17/12/2003 | LUXEMBOURG | N°16429

Luxembourg | Luxembourg, Tribunal administratif, 17 décembre 2003, 16429


Tribunal administratif N° 16429 du rôle du Grand-Duché de Luxembourg Inscrit le 15 mai 2003 Audience publique du 17 décembre 2003 Recours formé par Monsieur …, Luxembourg, contre une décision du directeur de l’administration des Contributions directes en matière d’impôt sur le revenu et d’astreinte

JUGEMENT

Vu la requête inscrite sous le numéro 16429 du rôle et déposée au greffe du tribunal administratif en date du 15 mai 2003 par Monsieur …, ingénieur technicien, demeurant à L-…, tendant à l’annulation de la décision sur recours hiérarchique forme

l du directeur de l’administration des Contributions directes du 19 mars 2003 (n° C11820 du...

Tribunal administratif N° 16429 du rôle du Grand-Duché de Luxembourg Inscrit le 15 mai 2003 Audience publique du 17 décembre 2003 Recours formé par Monsieur …, Luxembourg, contre une décision du directeur de l’administration des Contributions directes en matière d’impôt sur le revenu et d’astreinte

JUGEMENT

Vu la requête inscrite sous le numéro 16429 du rôle et déposée au greffe du tribunal administratif en date du 15 mai 2003 par Monsieur …, ingénieur technicien, demeurant à L-…, tendant à l’annulation de la décision sur recours hiérarchique formel du directeur de l’administration des Contributions directes du 19 mars 2003 (n° C11820 du rôle) rejetant comme non fondée sa réclamation du 14 février 2002 visant l’annulation de la décision du préposé du bureau d’imposition Luxembourg 6 du 7 février 2002 portant sommation de déposer la déclaration pour l’impôt sur le revenu de l’année 1996 sous peine d’une astreinte de 250.- euros ;

Vu le mémoire en réponse du délégué du gouvernement déposé au greffe du tribunal administratif en date du 16 octobre 2003 ;

Vu le mémoire en réplique du demandeur déposé au greffe du tribunal administratif en date du 28 octobre 2003 ;

Vu les pièces versées en cause et notamment la décision directoriale attaquée ;

Ouï le juge-rapporteur en son rapport, ainsi que Monsieur … en ses explications et Monsieur le délégué du gouvernement Jean-Marie KLEIN ses plaidoiries.

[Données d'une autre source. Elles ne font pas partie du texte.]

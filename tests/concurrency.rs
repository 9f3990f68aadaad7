//! Concurrent access tests: exactly-once construction, scope isolation,
//! and the absence of global serialization.

use bindery::{BindingSet, Container, Resolver, ScopeKind};
use std::sync::atomic::{AtomicUsize, Ordering};
use std::sync::{Arc, Barrier};
use std::thread;
use std::time::Duration;

#[test]
fn fifty_threads_construct_a_singleton_exactly_once() {
    struct Expensive {
        marker: usize,
    }

    let constructions = Arc::new(AtomicUsize::new(0));
    let counter = constructions.clone();

    let mut bindings = BindingSet::new();
    bindings.add_singleton_factory::<Expensive, _>(move |_| {
        let marker = counter.fetch_add(1, Ordering::SeqCst);
        thread::sleep(Duration::from_millis(10));
        Expensive { marker }
    });

    let container = bindings.build();
    let barrier = Arc::new(Barrier::new(50));

    let handles: Vec<_> = (0..50)
        .map(|_| {
            let container = container.clone();
            let barrier = barrier.clone();
            thread::spawn(move || {
                barrier.wait();
                container.get::<Expensive>().unwrap()
            })
        })
        .collect();

    let instances: Vec<Arc<Expensive>> =
        handles.into_iter().map(|h| h.join().unwrap()).collect();

    assert_eq!(constructions.load(Ordering::SeqCst), 1);
    for instance in &instances {
        assert!(Arc::ptr_eq(instance, &instances[0]));
        assert_eq!(instance.marker, 0);
    }
}

#[test]
fn concurrent_prototype_resolutions_are_all_distinct() {
    struct Probe;

    let mut bindings = BindingSet::new();
    bindings.add_prototype_factory::<Probe, _>(|_| Probe);

    let container = bindings.build();
    let barrier = Arc::new(Barrier::new(16));

    let handles: Vec<_> = (0..16)
        .map(|_| {
            let container = container.clone();
            let barrier = barrier.clone();
            thread::spawn(move || {
                barrier.wait();
                container.get::<Probe>().unwrap()
            })
        })
        .collect();

    let instances: Vec<Arc<Probe>> =
        handles.into_iter().map(|h| h.join().unwrap()).collect();

    for (i, a) in instances.iter().enumerate() {
        for b in &instances[i + 1..] {
            assert!(!Arc::ptr_eq(a, b));
        }
    }
}

#[test]
fn unrelated_singletons_do_not_serialize_each_other() {
    struct Slow;
    struct Fast;

    let mut bindings = BindingSet::new();
    bindings.add_singleton_factory::<Slow, _>(|_| {
        thread::sleep(Duration::from_millis(200));
        Slow
    });
    bindings.add_singleton_factory::<Fast, _>(|_| Fast);

    let container = bindings.build();

    let slow_container = container.clone();
    let slow = thread::spawn(move || {
        slow_container.get::<Slow>().unwrap();
    });

    // Give the slow construction time to take its binding lock.
    thread::sleep(Duration::from_millis(20));
    let started = std::time::Instant::now();
    container.get::<Fast>().unwrap();
    let elapsed = started.elapsed();

    // Per-binding locking: Fast must not wait for Slow's constructor.
    assert!(
        elapsed < Duration::from_millis(100),
        "Fast resolution blocked for {:?}",
        elapsed
    );
    slow.join().unwrap();
}

#[test]
fn concurrent_session_resolutions_cache_once_per_key() {
    struct State {
        serial: usize,
    }

    let constructions = Arc::new(AtomicUsize::new(0));
    let counter = constructions.clone();

    let mut bindings = BindingSet::new();
    bindings
        .bind::<State>()
        .scope(ScopeKind::Session)
        .to_factory(move |_| {
            let serial = counter.fetch_add(1, Ordering::SeqCst);
            thread::sleep(Duration::from_millis(5));
            State { serial }
        });

    let container = bindings.build();
    container.begin_session("alice");
    container.begin_session("bob");

    fn spawn_getters(
        container: &Container,
        session: &'static str,
        barrier: &Arc<Barrier>,
    ) -> Vec<thread::JoinHandle<Arc<State>>> {
        (0..8)
            .map(|_| {
                let scoped = container.scoped().session(session);
                let barrier = barrier.clone();
                thread::spawn(move || {
                    barrier.wait();
                    scoped.get::<State>().unwrap()
                })
            })
            .collect()
    }

    let barrier = Arc::new(Barrier::new(16));
    let alice_handles = spawn_getters(&container, "alice", &barrier);
    let bob_handles = spawn_getters(&container, "bob", &barrier);

    let alice: Vec<_> = alice_handles.into_iter().map(|h| h.join().unwrap()).collect();
    let bob: Vec<_> = bob_handles.into_iter().map(|h| h.join().unwrap()).collect();

    // One construction per active key, no matter how many racers.
    assert_eq!(constructions.load(Ordering::SeqCst), 2);
    for a in &alice {
        assert!(Arc::ptr_eq(a, &alice[0]));
    }
    for b in &bob {
        assert!(Arc::ptr_eq(b, &bob[0]));
    }
    assert_ne!(alice[0].serial, bob[0].serial);

    container.end_session("alice");
    container.end_session("bob");
}

#[test]
fn concurrent_lazy_materialization_happens_once() {
    struct Heavy;

    let constructions = Arc::new(AtomicUsize::new(0));
    let counter = constructions.clone();

    let mut bindings = BindingSet::new();
    bindings.add_singleton_factory::<Heavy, _>(move |_| {
        counter.fetch_add(1, Ordering::SeqCst);
        thread::sleep(Duration::from_millis(10));
        Heavy
    });

    let container = bindings.build();
    let lazy = Arc::new(container.get_lazy::<Heavy>());
    let barrier = Arc::new(Barrier::new(10));

    let handles: Vec<_> = (0..10)
        .map(|_| {
            let lazy = lazy.clone();
            let barrier = barrier.clone();
            thread::spawn(move || {
                barrier.wait();
                lazy.get().unwrap()
            })
        })
        .collect();

    let instances: Vec<Arc<Heavy>> =
        handles.into_iter().map(|h| h.join().unwrap()).collect();

    assert_eq!(constructions.load(Ordering::SeqCst), 1);
    for instance in &instances {
        assert!(Arc::ptr_eq(instance, &instances[0]));
    }
}

#[test]
fn failed_construction_is_retried_by_the_next_caller() {
    #[derive(Debug)]
    struct FirstCallFails;
    impl std::fmt::Display for FirstCallFails {
        fn fmt(&self, f: &mut std::fmt::Formatter<'_>) -> std::fmt::Result {
            write!(f, "first call fails")
        }
    }
    impl std::error::Error for FirstCallFails {}

    struct Fragile;

    let attempts = Arc::new(AtomicUsize::new(0));
    let counter = attempts.clone();

    let mut bindings = BindingSet::new();
    bindings.bind::<Fragile>().to_try_factory(move |_| {
        if counter.fetch_add(1, Ordering::SeqCst) == 0 {
            Err(FirstCallFails)
        } else {
            Ok(Fragile)
        }
    });

    let container = bindings.build();

    assert!(container.get::<Fragile>().is_err());

    // The binding reverted to uncreated; concurrent callers now race
    // into exactly one successful construction.
    let barrier = Arc::new(Barrier::new(8));
    let handles: Vec<_> = (0..8)
        .map(|_| {
            let container = container.clone();
            let barrier = barrier.clone();
            thread::spawn(move || {
                barrier.wait();
                container.get::<Fragile>().unwrap()
            })
        })
        .collect();

    let instances: Vec<Arc<Fragile>> =
        handles.into_iter().map(|h| h.join().unwrap()).collect();
    for instance in &instances {
        assert!(Arc::ptr_eq(instance, &instances[0]));
    }
    assert_eq!(attempts.load(Ordering::SeqCst), 2);
}
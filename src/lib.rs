//! # bindery
//!
//! A dependency resolution and scope-lifecycle engine for Rust.
//!
//! `bindery` resolves, constructs, caches, and wires object graphs
//! according to declared lifecycle scopes. Bindings are registered in a
//! [`BindingSet`] and frozen into an immutable, thread-safe
//! [`Container`]; resolution runs entirely on caller threads with
//! per-binding locking, explicit cycle detection, and scope-aware
//! caching.
//!
//! ## Features
//!
//! - **Five lifecycle scopes**: singleton, prototype, application,
//!   session, and request ([`ScopeKind`])
//! - **Exactly-once construction** for container-cached bindings under
//!   concurrency, with no global lock
//! - **Cycle detection** with the full ordered path in the error, and
//!   lazy handles ([`Lazy`], [`Handle`]) as the documented escape hatch
//!   for deliberate cycles
//! - **Interface disambiguation**: primary/priority/profile metadata
//!   picks the best of several implementations, and any unresolved tie
//!   is an explicit [`Ambiguous`](ResolveError::Ambiguous) error
//! - **Keyed scope stores** with explicit `begin`/`end` lifecycle and
//!   LIFO teardown hooks, sync ([`Dispose`]) and async
//!   ([`AsyncDispose`])
//! - **Narrow seams** for everything the engine does not do itself:
//!   metadata sources ([`ScopeMetadataProvider`]), profile activation
//!   ([`ProfileFilter`]), external named directories ([`NamedFallback`]),
//!   and instance decoration ([`InstanceDecorator`])
//!
//! ## Quick start
//!
//! ```rust
//! use bindery::{BindingSet, Resolver, ScopeKind};
//! use std::sync::Arc;
//!
//! struct Config {
//!     url: String,
//! }
//!
//! struct Repository {
//!     config: Arc<Config>,
//! }
//!
//! let mut bindings = BindingSet::new();
//! bindings.add_instance(Config {
//!     url: "postgres://localhost".to_string(),
//! });
//! bindings.add_singleton_factory::<Repository, _>(|ctx| Repository {
//!     config: ctx.get_required::<Config>(),
//! });
//!
//! let container = bindings.build();
//!
//! let a = container.get::<Repository>().unwrap();
//! let b = container.get::<Repository>().unwrap();
//! assert!(Arc::ptr_eq(&a, &b)); // singleton: same instance
//! assert_eq!(a.config.url, "postgres://localhost");
//! ```
//!
//! ## Scoped resolution
//!
//! Session and request bindings are cached per external scope key and
//! require an explicitly bracketed scope:
//!
//! ```rust
//! use bindery::{BindingSet, Resolver, ScopeKind};
//!
//! struct Cart {
//!     items: Vec<String>,
//! }
//!
//! let mut bindings = BindingSet::new();
//! bindings
//!     .bind::<Cart>()
//!     .scope(ScopeKind::Session)
//!     .to_factory(|_| Cart { items: Vec::new() });
//!
//! let container = bindings.build();
//! container.begin_session("alice");
//!
//! let alice = container.scoped().session("alice");
//! let cart = alice.get::<Cart>().unwrap();
//! assert!(cart.items.is_empty());
//!
//! container.end_session("alice"); // evicts and runs teardown hooks
//! ```

#![forbid(unsafe_code)]
#![warn(missing_docs)]

mod binding;
mod collection;
mod decoration;
mod error;
mod fallback;
mod internal;
mod key;
mod lazy;
mod metadata;
mod provider;
mod scope;
mod traits;

pub use binding::AnyArc;
pub use collection::{BindingBuilder, BindingSet};
pub use decoration::InstanceDecorator;
pub use error::{ResolveError, ResolveResult};
pub use fallback::NamedFallback;
pub use internal::BoxFutureUnit;
pub use key::{interface_key_of, key_of, named_key_of, Key};
pub use lazy::{Handle, Lazy};
pub use metadata::{
    ActiveProfiles, BindingMetadata, DefaultMetadataProvider, ProfileFilter,
    ScopeMetadataProvider,
};
pub use provider::{Container, ResolverContext, ScopedResolver};
pub use scope::ScopeKind;
pub use traits::{AsyncDispose, Dispose, Resolver, ResolverCore};
/// Declared Application/Session/Request scopes always take precedence
/// over the explicitly requested scope; everything else the explicit
/// request overrides.
fn merge_metadata(declared: BindingMetadata, explicit: &ExplicitMetadata) -> BindingMetadata {
    let mut meta = declared;
    if let Some(scope) = explicit.scope {
        if !meta.scope.overrides_explicit() {
            meta.scope = scope;
        }
    }
    if let Some(lazy) = explicit.lazy {
        meta.lazy = lazy;
    }
    if let Some(priority) = explicit.priority {
        meta.priority = priority;
    }
    if let Some(primary) = explicit.primary {
        meta.primary = primary;
    }
    if explicit.profile.is_some() {
        meta.profile = explicit.profile.clone();
    }
    meta
}

/// Typed registration builder returned by [`BindingSet::bind`].
///
/// # Examples
///
/// ```
/// use bindery::{BindingSet, Resolver, ScopeKind};
///
/// struct AuditLog {
///     sink: String,
/// }
///
/// let mut bindings = BindingSet::new();
/// bindings
///     .bind::<AuditLog>()
///     .scope(ScopeKind::Application)
///     .post_construct(|log| {
///         assert!(!log.sink.is_empty());
///         Ok(())
///     })
///     .to_factory(|_| AuditLog { sink: "stdout".into() });
///
/// let container = bindings.build();
/// assert_eq!(container.get::<AuditLog>().unwrap().sink, "stdout");
/// ```
pub struct BindingBuilder<'s, T: 'static + Send + Sync> {
    set: &'s mut BindingSet,
    name: Option<&'static str>,
    explicit: ExplicitMetadata,
    injectors: Vec<InjectorFn<T>>,
    post_construct: Option<Box<dyn Fn(&T) -> ResolveResult<()> + Send + Sync>>,
    pre_destroy: Option<Box<dyn Fn(&T) + Send + Sync>>,
}

impl<'s, T: 'static + Send + Sync> BindingBuilder<'s, T> {
    /// Requests an explicit scope.
    ///
    /// A provider-declared Application/Session/Request scope overrides
    /// this request at build time.
    pub fn scope(mut self, scope: ScopeKind) -> Self {
        self.explicit.scope = Some(scope);
        self
    }

    /// Marks the binding lazy: [`handle_of`](crate::Resolver::handle_of)
    /// returns a deferred handle and eager cycle detection is bypassed
    /// until first materialization.
    pub fn lazy(mut self) -> Self {
        self.explicit.lazy = Some(true);
        self
    }

    /// Sets the disambiguation priority among interface candidates.
    pub fn priority(mut self, priority: i32) -> Self {
        self.explicit.priority = Some(priority);
        self
    }

    /// Flags this binding primary among interface candidates: it beats
    /// any non-primary candidate regardless of priority.
    pub fn primary(mut self) -> Self {
        self.explicit.primary = Some(true);
        self
    }

    /// Tags the binding with an alternative profile. As an interface
    /// candidate it only qualifies while the profile is active.
    pub fn profile(mut self, profile: impl Into<String>) -> Self {
        self.explicit.profile = Some(profile.into());
        self
    }

    /// Registers under a name, in the named namespace.
    pub fn named(mut self, name: &'static str) -> Self {
        self.name = Some(name);
        self
    }

    /// Adds a member injector, run after construction and before the
    /// post-construct hook, while the instance is still exclusively
    /// owned.
    pub fn inject<F>(mut self, injector: F) -> Self
    where
        F: for<'a> Fn(&mut T, &ResolverContext<'a>) -> ResolveResult<()> + Send + Sync + 'static,
    {
        self.injectors.push(Box::new(injector));
        self
    }

    /// Adds a post-construct hook. A failing hook aborts the resolution
    /// and reverts the binding to uncreated.
    pub fn post_construct<F>(mut self, hook: F) -> Self
    where
        F: Fn(&T) -> ResolveResult<()> + Send + Sync + 'static,
    {
        self.post_construct = Some(Box::new(hook));
        self
    }

    /// Adds a pre-destroy hook, run when the owning scope ends (the
    /// container for singletons, the keyed scope for session/request
    /// bindings). Prototype instances are never tracked, so the hook
    /// does not apply to them.
    pub fn pre_destroy<F>(mut self, hook: F) -> Self
    where
        F: Fn(&T) + Send + Sync + 'static,
    {
        self.pre_destroy = Some(Box::new(hook));
        self
    }

    /// Finishes the registration with an infallible factory.
    pub fn to_factory<F>(self, factory: F) -> &'s mut BindingSet
    where
        F: for<'a> Fn(&ResolverContext<'a>) -> T + Send + Sync + 'static,
    {
        self.finish(move |ctx| Ok(factory(ctx)))
    }

    /// Finishes the registration with a fallible factory. The error is
    /// wrapped in [`ResolveError::Instantiation`] and the binding
    /// reverts to uncreated so a later call may retry.
    pub fn to_try_factory<F, E>(self, factory: F) -> &'s mut BindingSet
    where
        F: for<'a> Fn(&ResolverContext<'a>) -> Result<T, E> + Send + Sync + 'static,
        E: std::error::Error + Send + Sync + 'static,
    {
        self.finish(move |ctx| {
            factory(ctx).map_err(|e| ResolveError::Instantiation {
                type_name: std::any::type_name::<T>(),
                source: Arc::new(e),
            })
        })
    }

    /// Finishes the registration with a pre-built instance. Injectors
    /// and lifecycle hooks declared on the builder do not apply; the
    /// instance is stored as-is in the created state.
    pub fn to_instance(self, value: T) -> &'s mut BindingSet {
        let key = self.key();
        let seed: AnyArc = Arc::new(value);
        let ctor_seed = seed.clone();
        let ctor: FactoryFn = Arc::new(move |_| Ok(ctor_seed.clone()));
        self.set
            .push_pending(key, self.explicit, ctor, None, Some(seed));
        self.set
    }

    fn key(&self) -> Key {
        match self.name {
            Some(name) => named_key_of::<T>(name),
            None => key_of::<T>(),
        }
    }

    fn finish<F>(self, construct: F) -> &'s mut BindingSet
    where
        F: for<'a> Fn(&ResolverContext<'a>) -> ResolveResult<T> + Send + Sync + 'static,
    {
        let key = self.key();
        let injectors = self.injectors;
        let post_construct = self.post_construct;
        let ctor: FactoryFn = Arc::new(move |ctx| {
            let mut value = construct(ctx)?;
            for injector in &injectors {
                injector(&mut value, ctx)?;
            }
            if let Some(hook) = &post_construct {
                hook(&value)?;
            }
            Ok(Arc::new(value) as AnyArc)
        });
        let pre_destroy = self.pre_destroy.map(|hook| {
            let erased: PreDestroyFn = Arc::new(move |any: &AnyArc| {
                if let Some(value) = any.downcast_ref::<T>() {
                    hook(value);
                }
            });
            erased
        });
        self.set.push_pending(key, self.explicit, ctor, pre_destroy, None);
        self.set
    }
}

Suivant décision du bureau d’imposition Luxembourg 6 du 7 février 2002, Monsieur … fut sommé de déposer la déclaration pour l’impôt sur le revenu de l’année 1996 pour le 11 mars 2002 au plus tard, sous peine d’une astreinte de 250.-

euros.

Par lettre recommandée du 13 février 2002, réceptionnée le 14 février 2002, Monsieur … introduisit auprès du directeur de l’administration des Contributions directes, désigné ci-après par le « directeur », le recours hiérarchique prévu au paragraphe 303 de la loi générale des impôts, dite « Abgabenordnung » (AO) en contestant le bien fondé de la décision attaquée du 7 février 2002.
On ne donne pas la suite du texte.